DIANE PHILLIPS: Every stroke of the brush dedicated to the woman he loves

By DIANE PHILLIPS

KEVIN Cooper is a Bahamian artist. Like many who have that rare ability to turn a raw canvas into a work of art, he knows the importance of light. For Cooper, it is the magic of the golden light of early morn or the silver light of eve that triggers the rush to paint whatever is bathed by it.

In some ways, Cooper is luckier than most. He lives in Rock Sound, Eleuthera, where there is something magical about the natural light. Maybe it is the absence of tall buildings casting shadows, maybe it is the sun reflecting off surrounding waters, but whatever it is, when Cooper leaves his home in the pre-dawn hour searching for that light critical to telling the story he wants to portray on canvas, the light of Eleuthera is like the trusted friend he keeps close by his side.

He is lucky in another way. Unlike some creatives who await inspiration, Cooper paints almost daily. Laden with camera, canvas, his brushes and paints, he waits for the sun to introduce itself to the day. When it does, his heart beats faster, the clock is ticking, he has to make the most of every second.

“You may have only 30 or 40 minutes when the light is perfect,” he says, “when it catches the water a certain way before the clouds come or the wind changes or something else changes it. And that is all the time you will have to paint that scene, to capture that moment on that day.”

Cooper knows how precious every moment is.

The light, like time, is fleeting.

He had too little time with his daughter, Tahliah, before she passed away in 2022 at the age of 24. A Ministry of Tourism junior rep, she later became the first Junior Minister of Tourism from a family island. Tahliah, says Cooper, brought a light of her own to everything she touched – studying, earning her Master’s degree, teaching early education, caring for her mother, a young woman full of life, purpose and promise who became a victim of sickle cell anemia.


Fleeting light and time


Cooper thinks about the fleeting light and time a lot. He grabs the light as if he could hoard it. For the last five years light has been the answer to a prayer, allowing him to paint, producing art, saving the life of his wife, Hope.

Every canvas he turns into art that sells funds the co-payment for $25,000-a-dose medicine keeping Hope alive.

In 2020, just before The Bahamas locked down for COVID, Hope Cooper, a multiple-award-winning teacher at Preston H Albury High School in Eleuthera (alma mater of Olympic gold medalist Chris ‘Fireman’ Brown), was diagnosed with Stage 4 breast cancer.

“Everybody loves Hope,” says Cooper. “She was named Teacher of the Year so many times I joked and said she should give someone else a chance.
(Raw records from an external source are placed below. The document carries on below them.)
// SPDX-FileCopyrightText: Copyright 2022 EDF (Électricité de France S.A.)
// SPDX-License-Identifier: BSD-3-Clause
// See README for all details on copyright, authorship and license.
//! Communication security profiles of the admission pipeline

use std::collections::BTreeMap;

use ciborium::value::{Integer, Value};
use parking_lot::Mutex;
use tracing::{debug, warn};

use crate::authz_info::{AdmissionFailure, AuthzInfoPost, PostAdmission, Profile};
use crate::claims::{Claims, ScopeClaim};
use crate::error::Rejection;
use crate::oscore::{self, ContextStore, Id, Nonce, OscoreInputMaterial, StoredContext};
use crate::pop::{Confirmation, KeyIdentity};
use crate::repository::TokenRepository;
use crate::scope::{GroupPolicy, GroupScope};

/// Source of randomness for nonces and challenges
pub type RandomSource = Box<dyn FnMut(&mut [u8]) + Send>;

/// Randomness from the operating system
pub fn os_random() -> RandomSource {
    use rand_core::RngCore;
    Box::new(|data: &mut [u8]| rand::rngs::OsRng.fill_bytes(data))
}

/// Length of generated nonces (`nonce2`, `kdcchallenge`); 64-bit long random numbers are
/// recommended
const NONCE_LEN: usize = 8;

fn fresh_nonce(random: &Mutex<RandomSource>) -> Nonce {
    let mut nonce = Nonce::new();
    nonce.resize_default(NONCE_LEN).expect("NONCE_LEN < MAX_NONCE_LEN");
    let mut source = random.lock();
    (*source)(&mut nonce[..]);
    nonce
}

/// Profile for clients that talk to the RS over DTLS (RFC9202)
///
/// The token is all there is to a POST; the DTLS session later authenticates with the token's key.
#[derive(Debug, Clone, Copy, Default)]
pub struct DtlsProfile;

impl Profile for DtlsProfile {
    type Input = ();

    fn check(&self, _: &AuthzInfoPost, _: &Claims, _: bool) -> Result<(), Rejection> {
        Ok(())
    }

    fn post_admission(&self, _: &mut PostAdmission<'_>, _: ()) -> Result<(), AdmissionFailure> {
        Ok(())
    }
}

/// Parameters of a first POST in the OSCORE profile
#[derive(Debug)]
pub struct OscoreExchange {
    nonce1: Nonce,
    id1: Id,
    material: OscoreInputMaterial,
}

/// OSCORE profile (RFC9203)
///
/// A first POST carries `nonce1` and the client's recipient ID; the RS answers with `nonce2` and
/// its own recipient ID, and both sides derive the security context. Requests arriving through
/// such a context are identified (in [`crate::authz_info::Message::sender_id`] and
/// [`TokenRepository::key_for_sender`]) by the RS's recipient ID in its [`KeyIdentity::from_kid`]
/// form.
///
/// A POST that arrives through an established context and carries a token with only a `kid` for
/// the same key is an update of access rights, and needs no new context.
pub struct OscoreProfile {
    contexts: Mutex<ContextStore>,
    random: Mutex<RandomSource>,
}

impl OscoreProfile {
    pub fn new(random: RandomSource) -> Self {
        Self {
            contexts: Mutex::new(ContextStore::default()),
            random: Mutex::new(random),
        }
    }

    /// Run `f` on the context a request with an OSCORE option for `recipient_id` is to be
    /// processed in
    pub fn with_context<R>(
        &self,
        recipient_id: &[u8],
        f: impl FnOnce(&mut StoredContext) -> R,
    ) -> Option<R> {
        self.contexts.lock().find(recipient_id).map(f)
    }

    pub fn context_count(&self) -> usize {
        self.contexts.lock().len()
    }
}

impl core::fmt::Debug for OscoreProfile {
    fn fmt(&self, f: &mut core::fmt::Formatter<'_>) -> core::fmt::Result {
        f.debug_struct("OscoreProfile")
            .field("contexts", &*self.contexts.lock())
            .finish()
    }
}

fn bytes_param<const N: usize>(
    request: &AuthzInfoPost,
    key: u64,
    name: &'static str,
) -> Result<heapless::Vec<u8, N>, Rejection> {
    match request.param(key) {
        Some(Value::Bytes(b)) => {
            heapless::Vec::from_slice(b).map_err(|_| Rejection::MissingParameter(name))
        }
        _ => Err(Rejection::MissingParameter(name)),
    }
}

impl Profile for OscoreProfile {
    /// `None` for updates
    type Input = Option<OscoreExchange>;

    fn requires_map_payload(&self) -> bool {
        true
    }

    fn check(
        &self,
        request: &AuthzInfoPost,
        claims: &Claims,
        update: bool,
    ) -> Result<Self::Input, Rejection> {
        if update {
            return Ok(None);
        }
        let nonce1 = bytes_param(request, crate::NONCE1, "nonce1")?;
        let id1 = bytes_param(request, crate::ACE_CLIENT_RECIPIENTID, "ace_client_recipientid")?;
        let material = match claims.cnf() {
            Some(Confirmation::Oscore(material)) => material.clone(),
            _ => return Err(Rejection::NoOscoreMaterial),
        };
        Ok(Some(OscoreExchange {
            nonce1,
            id1,
            material,
        }))
    }

    fn post_admission(
        &self,
        admitted: &mut PostAdmission<'_>,
        input: Self::Input,
    ) -> Result<(), AdmissionFailure> {
        let Some(OscoreExchange {
            nonce1,
            id1,
            material,
        }) = input
        else {
            return Ok(());
        };

        let nonce2 = fresh_nonce(&self.random);
        let mut contexts = self.contexts.lock();
        let id2 = contexts.take_id2(&id1);
        let context = oscore::derive(&material, &nonce1, &nonce2, &id1, &id2).map_err(|e| {
            warn!(error = %e, "OSCORE context derivation failed");
            AdmissionFailure::Rejected(Rejection::MalformedClaim("cnf"))
        })?;

        admitted
            .repository
            .bind_sender(KeyIdentity::from_kid(&id2).as_str(), admitted.key)?;
        let evicted = contexts.insert(StoredContext {
            context,
            key: admitted.key.clone(),
        });
        if let Some(evicted) = evicted {
            let sender = KeyIdentity::from_kid(&evicted.context.recipient_id);
            debug!(sender = %sender, key = %evicted.key, "OSCORE context evicted");
            if let Err(e) = admitted.repository.unbind_sender(sender.as_str()) {
                warn!(error = %e, "could not unbind sender of evicted context");
            }
        }

        admitted
            .extras
            .push((crate::NONCE2, Value::Bytes(nonce2.to_vec())));
        admitted
            .extras
            .push((crate::ACE_SERVER_RECIPIENTID, Value::Bytes(id2.to_vec())));
        Ok(())
    }
}

/// Signature information about an OSCORE group, as reported in `sign_info`
#[derive(Debug, Clone, PartialEq)]
pub struct GroupInfo {
    pub sign_alg: i64,
    pub sign_parameters: Option<Value>,
    pub sign_key_parameters: Option<Value>,
    pub cred_fmt: Option<i64>,
}

/// What a group join POST asked for
#[derive(Debug)]
pub struct JoinRequest {
    groups: Vec<String>,
    sign_info: bool,
}

/// Group manager extension of a profile (ACE Key Groupcomm for OSCORE groups)
///
/// Tokens with group scopes must be for this group manager and name groups it has
/// group-membership resources for. They get a `kdcchallenge`, and, on request, signature
/// information for their groups.
pub struct GroupJoin<P> {
    inner: P,
    policy: GroupPolicy,
    groups: BTreeMap<String, GroupInfo>,
    random: Mutex<RandomSource>,
}

impl<P: Profile> GroupJoin<P> {
    pub fn new(inner: P, policy: GroupPolicy, random: RandomSource) -> Self {
        Self {
            inner,
            policy,
            groups: BTreeMap::new(),
            random: Mutex::new(random),
        }
    }

    pub fn with_group_info(mut self, group: impl Into<String>, info: GroupInfo) -> Self {
        self.groups.insert(group.into(), info);
        self
    }

    pub fn inner(&self) -> &P {
        &self.inner
    }

    fn sign_info_entry(&self, group: &str) -> Value {
        let int = |i: i64| Value::Integer(Integer::from(i));
        let (alg, params, key_params, cred_fmt) = match self.groups.get(group) {
            Some(info) => (
                int(info.sign_alg),
                info.sign_parameters.clone().unwrap_or(Value::Null),
                info.sign_key_parameters.clone().unwrap_or(Value::Null),
                info.cred_fmt.map_or(Value::Null, int),
            ),
            None => (Value::Null, Value::Null, Value::Null, Value::Null),
        };
        Value::Array(vec![
            Value::Text(group.into()),
            alg,
            params,
            key_params,
            cred_fmt,
        ])
    }
}

impl<P: Profile> Profile for GroupJoin<P> {
    type Input = (P::Input, Option<JoinRequest>);

    fn requires_map_payload(&self) -> bool {
        self.inner.requires_map_payload()
    }

    fn resolve_sender(&self, repository: &TokenRepository, sender: &str) -> Option<KeyIdentity> {
        self.inner.resolve_sender(repository, sender)
    }

    fn check(
        &self,
        request: &AuthzInfoPost,
        claims: &Claims,
        update: bool,
    ) -> Result<Self::Input, Rejection> {
        let inner = self.inner.check(request, claims, update)?;

        let Some(ScopeClaim::Binary(encoded)) = claims.scope() else {
            return Ok((inner, None));
        };
        let scope = GroupScope::decode(encoded)?;
        let for_manager = claims
            .audience()
            .map_or(false, |aud| self.policy.is_manager(aud));
        if !for_manager || !scope.groups().all(|g| self.policy.has_membership_resource(g)) {
            return Err(Rejection::NotGroupMembershipScope);
        }

        let sign_info = match request.param(crate::SIGN_INFO) {
            None => false,
            Some(Value::Null) => true,
            Some(_) => return Err(Rejection::InvalidSignInfo),
        };
        Ok((
            inner,
            Some(JoinRequest {
                groups: scope.groups().map(String::from).collect(),
                sign_info,
            }),
        ))
    }

    fn post_admission(
        &self,
        admitted: &mut PostAdmission<'_>,
        (inner, join): Self::Input,
    ) -> Result<(), AdmissionFailure> {
        self.inner.post_admission(admitted, inner)?;
        let Some(join) = join else {
            return Ok(());
        };

        let challenge = fresh_nonce(&self.random);
        admitted
            .repository
            .set_challenge(admitted.key, challenge.to_vec())?;
        admitted
            .extras
            .push((crate::KDCCHALLENGE, Value::Bytes(challenge.to_vec())));

        if join.sign_info {
            let entries = join
                .groups
                .iter()
                .map(|g| self.sign_info_entry(g))
                .collect();
            admitted
                .extras
                .push((crate::SIGN_INFO, Value::Array(entries)));
        }
        Ok(())
    }
}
She laughed. Then all of a sudden, the diagnosis, Stage 4.”

It was a bombshell that struck like a death threat.

A local cancer specialist knew how serious the case was and referred her to MD Anderson in Houston.
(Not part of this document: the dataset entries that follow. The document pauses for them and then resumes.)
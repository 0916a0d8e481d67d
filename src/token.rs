// SPDX-FileCopyrightText: Copyright 2022 EDF (Électricité de France S.A.)
// SPDX-License-Identifier: BSD-3-Clause
// See README for all details on copyright, authorship and license.
//! Access tokens as posted to /authz-info

use ciborium::value::Value;
use coset::{AsCborValue, CborSerializable, CoseEncrypt0};

use crate::claims::Claims;
use crate::crypto::{CwtCryptoContext, CCM_NONCE_LEN};
use crate::error::{CodecError, Rejection};

/// CBOR tag of a CWT (RFC8392 Section 6)
const CWT_TAG: u64 = 61;
/// CBOR tag of a COSE_Encrypt0 message
const ENCRYPT0_TAG: u64 = 16;

/// The forms in which a client can present an access token
#[derive(Debug, Clone, PartialEq)]
pub enum AccessToken {
    /// Self-contained token: a CWT, encrypted for the RS
    Cwt(CoseEncrypt0),
    /// Opaque token that only the AS can resolve
    Reference(String),
}

impl AccessToken {
    /// Classify the `access_token` parameter
    pub fn from_cbor_value(value: Value) -> Result<Self, Rejection> {
        match value {
            Value::Bytes(b) => Self::parse_cwt(&b).map(AccessToken::Cwt),
            Value::Text(t) => Ok(AccessToken::Reference(t)),
            _ => Err(Rejection::UnknownTokenFormat),
        }
    }

    fn parse_cwt(data: &[u8]) -> Result<CoseEncrypt0, Rejection> {
        let mut value: Value =
            ciborium::de::from_reader(data).map_err(|_| Rejection::TokenInvalid)?;
        if let Value::Tag(CWT_TAG, inner) = value {
            value = *inner;
        }
        if let Value::Tag(ENCRYPT0_TAG, inner) = value {
            value = *inner;
        }
        CoseEncrypt0::from_cbor_value(value).map_err(|_| Rejection::TokenInvalid)
    }
}

/// Decrypt a CWT and decode its claims
pub fn open_cwt(envelope: &CoseEncrypt0, crypto: &CwtCryptoContext) -> Result<Claims, Rejection> {
    let plaintext = crypto.open(envelope, &[]).map_err(|e| {
        tracing::debug!(error = %e, "CWT did not decrypt");
        Rejection::TokenInvalid
    })?;
    Claims::from_slice(&plaintext)
}

/// Produce a CWT the way the AS does, for tests and for tools that act as an AS towards the RS
pub fn seal_cwt(
    claims: &Claims,
    crypto: &CwtCryptoContext,
    iv: &[u8; CCM_NONCE_LEN],
) -> Result<Vec<u8>, CodecError> {
    let envelope = crypto
        .seal(&claims.to_vec()?, &[], iv)
        .map_err(|e| CodecError::Cose(e.to_string()))?;
    Ok(envelope.to_vec()?)
}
The Cooper family went for a visit and stayed two years.

Chances of survival were slim, but the Coopers came fully armed. They had grit, strong will and a determination they shared. When one family member started to wear out, another would shoulder the weight, no one left, no one varied from the end goal – keep Hope alive, make her well, bring her home to the Eleuthera where she was loved and where she wanted to be.

Painting and prayers

For two long years, there was the daily medical routine and the prayers and the painting. There were tough times, periods following treatments that seemed almost unbearable, but Hope Cooper had proven that with the right medical attention, the willingness to try the experimental and withstand the agony of radiation and chemo and more, survival past Stage 4 was possible.
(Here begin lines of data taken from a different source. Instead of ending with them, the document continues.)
// SPDX-FileCopyrightText: Copyright 2022 EDF (Électricité de France S.A.)
// SPDX-License-Identifier: BSD-3-Clause
// See README for all details on copyright, authorship and license.
//! The /authz-info admission pipeline
//!
//! A POSTed token goes through the states of [`AdmissionState`] in order, and ends either
//! committed to the [`TokenRepository`] or rejected with one [`Rejection`]. The pipeline is
//! transport agnostic: it only sees a [`Message`], and produces a [`Reply`] which the transport
//! binding (eg. [`crate::coap::AuthzInfoEndpoint`]) turns into a response.
//!
//! Everything that depends on the communication security profile is behind [`Profile`]: checking
//! the profile's extra request parameters before the token is committed, and producing its extra
//! response parameters (nonces, identifiers) afterwards.

use std::collections::BTreeSet;
use std::sync::Arc;

use ciborium::value::{Integer, Value};
use tracing::{debug, info, warn};

use crate::claims::Claims;
use crate::crypto::CwtCryptoContext;
use crate::error::{RepositoryError, Rejection};
use crate::introspection::{Introspection, IntrospectionHandler};
use crate::pop::KeyIdentity;
use crate::repository::{AddedToken, Cti, TokenOrigin, TokenRepository};
use crate::request_creation_hints::RequestCreationHints;
use crate::scope::{Method, Scope, ScopeValidator};
use crate::time::TimeSource;
use crate::token::{open_cwt, AccessToken};

/// Response class of a [`Reply`]
#[derive(Debug, Clone, Copy, PartialEq, Eq)]
pub enum ResponseCode {
    Created,
    BadRequest,
    Unauthorized,
    Forbidden,
    MethodNotAllowed,
    InternalServerError,
}

impl ResponseCode {
    pub fn coap_code(self) -> u8 {
        use coap_numbers::code;
        match self {
            ResponseCode::Created => code::CREATED,
            ResponseCode::BadRequest => code::BAD_REQUEST,
            ResponseCode::Unauthorized => code::UNAUTHORIZED,
            ResponseCode::Forbidden => code::FORBIDDEN,
            ResponseCode::MethodNotAllowed => code::METHOD_NOT_ALLOWED,
            ResponseCode::InternalServerError => code::INTERNAL_SERVER_ERROR,
        }
    }
}

/// Response to a token POST, with a CBOR payload
#[derive(Debug, Clone, PartialEq, Eq)]
pub struct Reply {
    pub code: ResponseCode,
    pub payload: Vec<u8>,
}

/// What the admission pipeline needs to know about an incoming request
pub trait Message {
    /// Request method, if it is one this crate knows
    fn method(&self) -> Option<Method>;

    fn payload(&self) -> &[u8];

    /// Identity that authenticated the channel the request came on (eg. the recipient ID of the
    /// OSCORE context that protected it), if any
    fn sender_id(&self) -> Option<&str>;

    fn success_reply(&self, code: ResponseCode, payload: Vec<u8>) -> Reply {
        Reply { code, payload }
    }

    fn fail_reply(&self, code: ResponseCode, payload: Vec<u8>) -> Reply {
        Reply { code, payload }
    }
}

/// In-process [`Message`], for driving the pipeline without a transport
#[derive(Debug, Clone, PartialEq, Eq)]
pub struct LocalMessage {
    pub method: Option<Method>,
    pub payload: Vec<u8>,
    pub sender: Option<String>,
}

impl LocalMessage {
    pub fn post(payload: impl Into<Vec<u8>>) -> Self {
        Self {
            method: Some(Method::Post),
            payload: payload.into(),
            sender: None,
        }
    }

    pub fn with_sender(mut self, sender: impl Into<String>) -> Self {
        self.sender = Some(sender.into());
        self
    }
}

impl Message for LocalMessage {
    fn method(&self) -> Option<Method> {
        self.method
    }

    fn payload(&self) -> &[u8] {
        &self.payload
    }

    fn sender_id(&self) -> Option<&str> {
        self.sender.as_deref()
    }
}

/// States a POSTed token passes through
#[derive(Debug, Clone, Copy, PartialEq, Eq)]
pub enum AdmissionState {
    AwaitingPayload,
    PayloadDecoded,
    TokenExtracted,
    ClaimsResolved,
    Validated,
    Committed,
    Rejected,
}

/// Why a token was not admitted
#[derive(Debug, Clone, PartialEq, Eq)]
pub enum AdmissionFailure {
    /// The client's fault; reported with the rejection's own code and description
    Rejected(Rejection),
    /// The server's fault; the text is all the client gets to see
    Internal(&'static str),
}

const INTERNAL_ERROR: &str = "Internal server error";
const INTROSPECTION_FAILED: &str = "Introspection failed";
In 2022, the Coopers did what seemed like the impossible. They returned to Eleuthera, a family of four just as they had left. Hope Cooper began the slow path to resuming a somewhat normal, albeit much slower, routine, daughter Tahliah was able to combine working with caring for Mom and eventually, as Mom recovered, moving on to Nassau where she taught school. Then one day she did not answer the phone when Dad called … and the daughter who helped her mother turn her back on death’s door had walked through it herself.

Cooper, grief-stricken but strong, juggles painting with continuing to nurse his wife back to health. She is now driving again. He is a great father to son Joshua, 18, an Engineering student at college in Texas, who is still recovering from discovering his sister’s body following the sickle cell crisis that took her life.

Cooper chases the light to continue paying the medical costs of keeping the woman he loves alive.

“I took a vow, ‘in sickness and in health,’ and I never questioned it, not for a second,” he said.